Yesterday I began telling a story about the best Christmas gift you can ever give—the gift of forgiveness. It’s the story about a young boy who so wanted a Christmas tree for his home, but his folks couldn’t afford it. He, however, collected some money from his newspaper route and bought a tree to take home. He was so excited, it was a beautiful tree, but when his mom saw the tree, she didn’t share his enthusiasm. I continue his story.

“Where did you get the money?” she asked. Her tone was accusing and it began to dawn on me that this wasn’t going to turn out as I had planned.

“From my paper route.” I explained about the customer who had paid me.

“And you spent the whole eight dollars on this tree?” she exclaimed. She went into a tirade about how stupid it was to spend my money on a dumb tree that would be thrown out and burned in a few days.

She told me how irresponsible I was and how I was just like my dad with all those foolish, romantic, noble notions about fairy tales and happy endings and that it was about time I grew up and learned some sense about the realities of life and how to take care of money and spend it on things that were needed and not on silly things.

She said that I was going to end up in the poorhouse because I believe in stupid things like Christmas trees, things that didn’t amount to anything. I just stood there. My mother had never talked to me like that before and I couldn’t believe what I was hearing. I felt awful and I began to cry. Finally, she reached out and snapped off the porch light.

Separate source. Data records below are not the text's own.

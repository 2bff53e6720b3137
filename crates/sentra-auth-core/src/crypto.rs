//! Cryptographic primitives for credential signing
//!
//! Signature comparison is constant time; this is a correctness requirement
//! of the codec, not an optimization.

use hmac::{Hmac, Mac};
use sha2::Sha256;
use std::sync::Arc;
use subtle::ConstantTimeEq;

/// Pre-validated HMAC-SHA256 key for repeated signing.
///
/// Validates key length once at construction; cloning is cheap (shared
/// bytes) so the same key can serve the issuer, the auth service and every
/// edge filter instance.
#[derive(Clone)]
pub struct HmacKey {
    key_bytes: Arc<[u8]>,
}

impl HmacKey {
    /// Minimum allowed key length in bytes (256 bits)
    pub const MIN_KEY_LENGTH: usize = 32;

    /// Create a new HMAC key from bytes.
    ///
    /// # Errors
    /// Returns an error if the key is shorter than 32 bytes.
    pub fn new(key: impl AsRef<[u8]>) -> Result<Self, HmacKeyError> {
        let key_bytes = key.as_ref();
        if key_bytes.len() < Self::MIN_KEY_LENGTH {
            return Err(HmacKeyError::KeyTooShort {
                actual: key_bytes.len(),
                minimum: Self::MIN_KEY_LENGTH,
            });
        }
        Ok(Self {
            key_bytes: Arc::from(key_bytes),
        })
    }

    /// Sign data and return the MAC bytes
    pub fn sign(&self, data: &[u8]) -> [u8; 32] {
        // Cannot fail: key length validated in new()
        let mut mac = Hmac::<Sha256>::new_from_slice(&self.key_bytes)
            .expect("HMAC key length already validated");
        mac.update(data);
        mac.finalize().into_bytes().into()
    }

    /// Verify a signature in constant time
    pub fn verify(&self, data: &[u8], signature: &[u8]) -> bool {
        let expected = self.sign(data);
        constant_time_eq(&expected, signature)
    }
}

impl std::fmt::Debug for HmacKey {
    fn fmt(&self, f: &mut std::fmt::Formatter<'_>) -> std::fmt::Result {
        f.debug_struct("HmacKey")
            .field("key_length", &self.key_bytes.len())
            .finish_non_exhaustive()
    }
}

/// Errors that can occur when creating an HMAC key
#[derive(Debug, Clone, thiserror::Error)]
pub enum HmacKeyError {
    #[error("HMAC key too short: got {actual} bytes, need at least {minimum}")]
    KeyTooShort { actual: usize, minimum: usize },
}

/// Constant-time byte slice comparison.
///
/// Length is not secret: differing lengths return `false` immediately.
/// Content comparison runs in constant time via `subtle`.
#[inline]
pub fn constant_time_eq(a: &[u8], b: &[u8]) -> bool {
    if a.len() != b.len() {
        return false;
    }
    a.ct_eq(b).into()
}

/// Hash a credential string for use as a revocation-store key.
///
/// SHA-256, hex encoded. Keeps raw credentials out of the store while the
/// key remains stable for the credential's lifetime.
pub fn hash_token(token: &str) -> String {
    use sha2::Digest;
    let mut hasher = Sha256::new();
    hasher.update(token.as_bytes());
    hex::encode(hasher.finalize())
}

#[cfg(test)]
mod tests {
    use super::*;

    #[test]
    fn test_constant_time_eq() {
        assert!(constant_time_eq(b"abc123", b"abc123"));
        assert!(!constant_time_eq(b"abc123", b"abc124"));
        assert!(!constant_time_eq(b"abc", b"abcd"));
        assert!(constant_time_eq(b"", b""));
    }

    #[test]
    fn test_hmac_key_too_short() {
        assert!(matches!(
            HmacKey::new("short"),
            Err(HmacKeyError::KeyTooShort { .. })
        ));
    }

    #[test]
    fn test_hmac_key_valid() {
        assert!(HmacKey::new("a".repeat(32)).is_ok());
        assert!(HmacKey::new("a".repeat(64)).is_ok());
    }

    #[test]
    fn test_hmac_sign_verify() {
        let key = HmacKey::new("0123456789abcdef0123456789abcdef").unwrap();
        let data = b"payload to sign";
        let signature = key.sign(data);
        assert!(key.verify(data, &signature));
        assert!(!key.verify(b"other payload", &signature));
    }

    #[test]
    fn test_different_keys_different_signatures() {
        let key1 = HmacKey::new("a".repeat(32)).unwrap();
        let key2 = HmacKey::new("b".repeat(32)).unwrap();
        assert_ne!(key1.sign(b"data"), key2.sign(b"data"));
    }

    #[test]
    fn test_hash_token_deterministic() {
        let hash1 = hash_token("some-credential");
        let hash2 = hash_token("some-credential");
        assert_eq!(hash1, hash2);
        assert_eq!(hash1.len(), 64);
        assert_ne!(hash1, hash_token("other-credential"));
    }
}
//! Identity types

use serde::{Deserialize, Serialize};
use std::collections::BTreeSet;

/// Unique identity identifier
#[derive(Debug, Clone, Copy, PartialEq, Eq, PartialOrd, Ord, Hash, Serialize, Deserialize)]
pub struct IdentityId(pub i64);

impl std::fmt::Display for IdentityId {
    fn fmt(&self, f: &mut std::fmt::Formatter<'_>) -> std::fmt::Result {
        write!(f, "{}", self.0)
    }
}

impl From<i64> for IdentityId {
    fn from(id: i64) -> Self {
        Self(id)
    }
}

/// Tenant identifier
#[derive(Debug, Clone, Copy, PartialEq, Eq, Hash, Serialize, Deserialize)]
pub struct TenantId(pub i64);

impl std::fmt::Display for TenantId {
    fn fmt(&self, f: &mut std::fmt::Formatter<'_>) -> std::fmt::Result {
        write!(f, "{}", self.0)
    }
}

impl From<i64> for TenantId {
    fn from(id: i64) -> Self {
        Self(id)
    }
}

/// A resolved identity: who the caller is and what they may do.
///
/// Resolved by the directory once per login or refresh. Role and permission
/// sets are snapshots; a refresh re-resolves them rather than trusting the
/// old credential's claims.
#[derive(Debug, Clone, PartialEq, Eq, Serialize, Deserialize)]
pub struct Identity {
    pub id: IdentityId,
    pub display_name: String,
    pub tenant_id: TenantId,
    pub roles: BTreeSet<String>,
    pub permissions: BTreeSet<String>,
}

impl Identity {
    /// Create an identity with empty role/permission sets
    pub fn new(id: IdentityId, display_name: impl Into<String>, tenant_id: TenantId) -> Self {
        Self {
            id,
            display_name: display_name.into(),
            tenant_id,
            roles: BTreeSet::new(),
            permissions: BTreeSet::new(),
        }
    }

    /// Add a role
    #[must_use]
    pub fn with_role(mut self, role: impl Into<String>) -> Self {
        self.roles.insert(role.into());
        self
    }

    /// Add a permission
    #[must_use]
    pub fn with_permission(mut self, permission: impl Into<String>) -> Self {
        self.permissions.insert(permission.into());
        self
    }

    /// Membership test against the role set
    pub fn has_role(&self, role: &str) -> bool {
        self.roles.contains(role)
    }

    /// Membership test against the permission set
    pub fn has_permission(&self, permission: &str) -> bool {
        self.permissions.contains(permission)
    }
}

#[cfg(test)]
mod tests {
    use super::*;

    #[test]
    fn test_identity_builder() {
        let identity = Identity::new(IdentityId(1), "admin", TenantId(1))
            .with_role("ADMIN")
            .with_permission("system:user:list");

        assert_eq!(identity.id, IdentityId(1));
        assert!(identity.has_role("ADMIN"));
        assert!(!identity.has_role("USER"));
        assert!(identity.has_permission("system:user:list"));
        assert!(!identity.has_permission("system:user:delete"));
    }

    #[test]
    fn test_identity_id_display() {
        assert_eq!(IdentityId(42).to_string(), "42");
        assert_eq!(TenantId(7).to_string(), "7");
    }
}
//! Sentra Types - Shared domain types
//!
//! Identity and tenancy types used across Sentra services. A resolved
//! [`Identity`] is produced once per login or refresh and is immutable for
//! the lifetime of the credentials issued from it.

pub mod identity;

pub use identity::*;
//! Sentra Axum Integration
//!
//! The edge enforcement filter and identity-context plumbing for axum
//! services.
//!
//! # Overview
//!
//! - [`EdgeLayer`] - tower middleware verifying the bearer credential on
//!   every non-allow-listed request, locally, with no store round trip
//!   (unless configured for store-checked revocation)
//! - [`AuthContext`] - verified identity attributes for the current request
//! - [`CurrentIdentity`] / [`MaybeIdentity`] - extractors over the context
//!   placed by the filter
//! - [`ForwardedIdentity`] - extractor for downstream services reading the
//!   headers the filter injects
//!
//! # Quick Start
//!
//! ```ignore
//! use sentra_axum::{CurrentIdentity, EdgeConfig, EdgeLayer};
//! use axum::{routing::get, Router};
//!
//! async fn whoami(identity: CurrentIdentity) -> String {
//!     format!("hello, {}", identity.display_name)
//! }
//!
//! let config = EdgeConfig::new(["/api/auth/login", "/health"]);
//! let app = Router::new()
//!     .route("/api/me", get(whoami))
//!     .layer(EdgeLayer::new(codec, config));
//! ```

pub mod context;
pub mod extractors;
pub mod layer;
pub mod path;

pub use context::AuthContext;
pub use extractors::{CurrentIdentity, ForwardedIdentity, MaybeIdentity, UnauthenticatedRejection};
pub use layer::{EdgeConfig, EdgeLayer, EdgeService, RevocationPolicy};
pub use path::PathMatcher;

/// Header carrying the verified identity id
pub const HEADER_USER_ID: &str = "x-user-id";
/// Header carrying the verified display name
pub const HEADER_USERNAME: &str = "x-username";
/// Header carrying the verified tenant id
pub const HEADER_TENANT_ID: &str = "x-tenant-id";
/// Bearer scheme prefix in the Authorization header
pub const BEARER_PREFIX: &str = "Bearer ";
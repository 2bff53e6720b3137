//! Credential codec
//!
//! Wire form is `base64url(json claims).base64url(hmac-sha256 signature)`.
//! The signature is verified before the payload is parsed; a holder of the
//! shared secret verifies credentials with no store round trip.

use base64::{engine::general_purpose::URL_SAFE_NO_PAD, Engine};

use crate::claims::Claims;
use crate::crypto::{constant_time_eq, HmacKey};
use crate::error::AuthError;

/// Stateless encoder/decoder for signed credentials.
#[derive(Clone)]
pub struct TokenCodec {
    key: HmacKey,
}

impl TokenCodec {
    pub fn new(key: HmacKey) -> Self {
        Self { key }
    }

    /// Encode claims into a signed credential string.
    pub fn encode(&self, claims: &Claims) -> Result<String, AuthError> {
        let payload_json = serde_json::to_vec(claims).map_err(|e| {
            tracing::error!("failed to serialize claims: {}", e);
            AuthError::InvalidToken
        })?;

        let payload_b64 = URL_SAFE_NO_PAD.encode(&payload_json);
        let signature = self.compute_signature(&payload_b64);

        Ok(format!("{payload_b64}.{signature}"))
    }

    /// Decode and signature-verify a credential string.
    ///
    /// Malformed structure and signature mismatch both fail with
    /// [`AuthError::InvalidSignature`]; the caller learns nothing about
    /// which check failed. Expiry is not checked here.
    pub fn decode(&self, token: &str) -> Result<Claims, AuthError> {
        // Split signature from payload on the last dot
        let Some((payload_b64, signature)) = token.rsplit_once('.') else {
            return Err(AuthError::InvalidSignature);
        };

        let expected_sig = self.compute_signature(payload_b64);
        if !constant_time_eq(signature.as_bytes(), expected_sig.as_bytes()) {
            tracing::debug!("credential signature mismatch");
            return Err(AuthError::InvalidSignature);
        }

        let payload_json = URL_SAFE_NO_PAD
            .decode(payload_b64)
            .map_err(|_| AuthError::InvalidSignature)?;

        serde_json::from_slice(&payload_json).map_err(|_| AuthError::InvalidSignature)
    }

    /// Base64url-encoded HMAC-SHA256 over the encoded payload
    fn compute_signature(&self, payload_b64: &str) -> String {
        URL_SAFE_NO_PAD.encode(self.key.sign(payload_b64.as_bytes()))
    }
}

impl std::fmt::Debug for TokenCodec {
    fn fmt(&self, f: &mut std::fmt::Formatter<'_>) -> std::fmt::Result {
        f.debug_struct("TokenCodec").finish_non_exhaustive()
    }
}
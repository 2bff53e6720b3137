//! Shared test fixtures: seeded directory, stores, service construction

use std::sync::Arc;
use std::time::Duration;

use sentra_auth_core::{
    hash_password, AuthConfig, AuthService, DirectoryRecord, InMemoryDirectory,
    MemoryRevocationStore, MemorySessionCache,
};
use sentra_types::{Identity, IdentityId, TenantId};

pub type TestAuthService =
    AuthService<InMemoryDirectory, MemoryRevocationStore, MemorySessionCache>;

pub const TEST_SECRET: &str = "test-secret-test-secret-test-secret!";

/// An admin identity matching the canonical seed data
pub fn admin_identity() -> Identity {
    Identity::new(IdentityId(1), "admin", TenantId(1))
        .with_role("ADMIN")
        .with_permission("system:user:list")
        .with_permission("system:user:add")
        .with_permission("system:role:list")
}

/// Directory seeded with the admin user (password `admin123`)
pub fn seeded_directory() -> InMemoryDirectory {
    let directory = InMemoryDirectory::new();
    directory.insert(
        "admin",
        DirectoryRecord {
            identity: admin_identity(),
            password_hash: hash_password("admin123").expect("hashing test password"),
        },
    );
    directory
}

pub struct TestHarness {
    pub service: TestAuthService,
    pub directory: InMemoryDirectory,
    pub revocations: Arc<MemoryRevocationStore>,
}

/// Build a service over in-memory collaborators with default validity
pub fn harness() -> TestHarness {
    harness_with_config(AuthConfig::new(TEST_SECRET))
}

/// Build a service with custom validity windows (short TTLs for expiry tests)
pub fn harness_with_config(config: AuthConfig) -> TestHarness {
    let directory = seeded_directory();
    let revocations = Arc::new(MemoryRevocationStore::new());
    let service = AuthService::new(
        config,
        Arc::new(directory.clone()),
        Arc::clone(&revocations),
        Arc::new(MemorySessionCache::new()),
    )
    .expect("test secret is long enough");

    TestHarness {
        service,
        directory,
        revocations,
    }
}

/// Config with an access validity short enough to expire inside a test
pub fn short_lived_config(access: Duration) -> AuthConfig {
    AuthConfig::new(TEST_SECRET).with_access_validity(access)
}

“Leave it there,” she said. “Leave that tree there till it rots, so every time we see it, we’ll all be reminded of how stupid the men in this family are.” Then she stormed up the stairs to her bedroom and we didn’t see her until the next day. Dad and I brought the tree in and we made a stand for it. He got out the box of ornaments and we decorated it as best as we could; but men aren’t too good at things like that, and besides, it wasn’t the same without mom. There were a few presents under it by Christmas day—although I can’t remember a single one of them—but Mom wouldn’t have anything to do with it. It was the worst Christmas I ever had.

Fast forward to today. Judi and I married in August of 1963, and dad died on October 10 of that year. Over the next eight years, we lived in many places. Mom sort of divided up the year—either living with my sister Mary or with us. In 1971 we were living in Wichita, Kansas. Mom was staying with us during the holidays. On Christmas Eve I stayed up very late. I was totally alone with my thoughts, alternating between joy and melancholy, and I got to thinking about my paper route, that tree, what my mother had said to me and how Dad had tried to make things better.